Dense bacterial community closest to the host has significantly higher species richness due to presence of low abundance unique amplicon sequence variants (ASVs)
Diversity is one of the most important ecological attributes which determines stability of a community.18 The number of species represented in an ecosystem (its richness) and the way in which individuals are distributed amongst the species (its evenness) are often combined into a single index to quantify diversity. Plotting the number of unique amplicon sequence variants (ASVs) found at increasing subsampling depths with an alpha rarefaction curve showed that the inner community consistently had more unique observed ASVs (Figure 3a). The Chao1 index estimates the whole population community richness, we saw the inner community that corresponds with the dense bacterial structure has significantly higher Chao 1 index (Figure 3b, Supplementary Figure 1D).

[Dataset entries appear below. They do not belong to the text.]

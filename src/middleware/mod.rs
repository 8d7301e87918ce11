// SPDX-License-Identifier: MIT
// Copyright 2026 Roland Dreier <roland@rolandd.dev>

//! Middleware modules (authentication, admin gating, security headers).

pub mod admin;
pub mod auth;
pub mod security;
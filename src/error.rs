// SPDX-License-Identifier: MIT
// Copyright 2026 Roland Dreier <roland@rolandd.dev>

//! Application error types with consistent API responses.
//!
//! Every error surfaces as `{"success": false, "message": ...}` with a
//! status matching its kind. Server-side failures are logged and the
//! response message replaced with a generic one.

use axum::{
    http::StatusCode,
    response::{IntoResponse, Response},
    Json,
};
use serde::Serialize;

/// Application error type that converts to HTTP responses.
#[derive(Debug, thiserror::Error)]
pub enum AppError {
    #[error("Invalid request: {0}")]
    Validation(String),

    #[error("Unauthorized: {0}")]
    Unauthorized(String),

    #[error("Forbidden: {0}")]
    Forbidden(String),

    #[error("Not found: {0}")]
    NotFound(String),

    #[error("Conflict: {0}")]
    Conflict(String),

    #[error("Upstream service error: {0}")]
    Upstream(String),

    #[error("Database error: {0}")]
    Database(String),

    #[error("Internal server error: {0}")]
    Internal(#[from] anyhow::Error),
}

/// JSON error response body
#[derive(Serialize)]
struct ErrorResponse {
    success: bool,
    message: String,
}

impl IntoResponse for AppError {
    fn into_response(self) -> Response {
        let (status, message) = match &self {
            AppError::Validation(msg) => (StatusCode::BAD_REQUEST, msg.clone()),
            AppError::Unauthorized(msg) => (StatusCode::UNAUTHORIZED, msg.clone()),
            AppError::Forbidden(msg) => (StatusCode::FORBIDDEN, msg.clone()),
            AppError::NotFound(msg) => (StatusCode::NOT_FOUND, msg.clone()),
            AppError::Conflict(msg) => (StatusCode::CONFLICT, msg.clone()),
            AppError::Upstream(msg) => {
                tracing::error!(error = %msg, "Upstream service error");
                (
                    StatusCode::INTERNAL_SERVER_ERROR,
                    "Internal server error".to_string(),
                )
            }
            AppError::Database(msg) => {
                tracing::error!(error = %msg, "Database error");
                (
                    StatusCode::INTERNAL_SERVER_ERROR,
                    "Internal server error".to_string(),
                )
            }
            AppError::Internal(err) => {
                tracing::error!(error = %err, "Internal server error");
                (
                    StatusCode::INTERNAL_SERVER_ERROR,
                    "Internal server error".to_string(),
                )
            }
        };

        let body = ErrorResponse {
            success: false,
            message,
        };

        (status, Json(body)).into_response()
    }
}

/// Result type alias for handlers
pub type Result<T> = std::result::Result<T, AppError>;
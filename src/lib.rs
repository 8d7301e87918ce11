// SPDX-License-Identifier: MIT
// Copyright 2026 Roland Dreier <roland@kernel.org>

//! HabitMate: habit tracking with streaks, journaling and AI coaching
//!
//! This crate provides the backend API: local and OAuth authentication,
//! the habit streak engine, a daily journal, a newsletter list and a
//! proxied AI assistant.

pub mod config;
pub mod db;
pub mod error;
pub mod middleware;
pub mod models;
pub mod routes;
pub mod services;
pub mod time_utils;

use config::Config;
use db::Store;
use services::{Assistant, AuthService, ImageHost, Mailer, OAuthClient};

/// Shared application state.
///
/// The image host and assistant are optional capabilities: absent
/// configuration disables their endpoints instead of the whole server.
pub struct AppState {
    pub config: Config,
    pub store: Store,
    pub auth: AuthService,
    pub oauth: OAuthClient,
    pub mailer: Mailer,
    pub image_host: Option<ImageHost>,
    pub assistant: Option<Assistant>,
}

Species evenness in a community captures another aspect of diversity by determining diversity as a standardized index of relative species abundance. We evaluated the evenness of the two communities by applying Pielou’s evenness index (Pielou, 1969) and found the inner community is significantly less even than the outer community (Figure 3d, Supplementary Figure 1F). Accordingly, Shannon-Weaver, a commonly used diversity index that considers both richness and evenness of communities, showed no difference between the two communities (Figure 3c, Supplementary Figure IE).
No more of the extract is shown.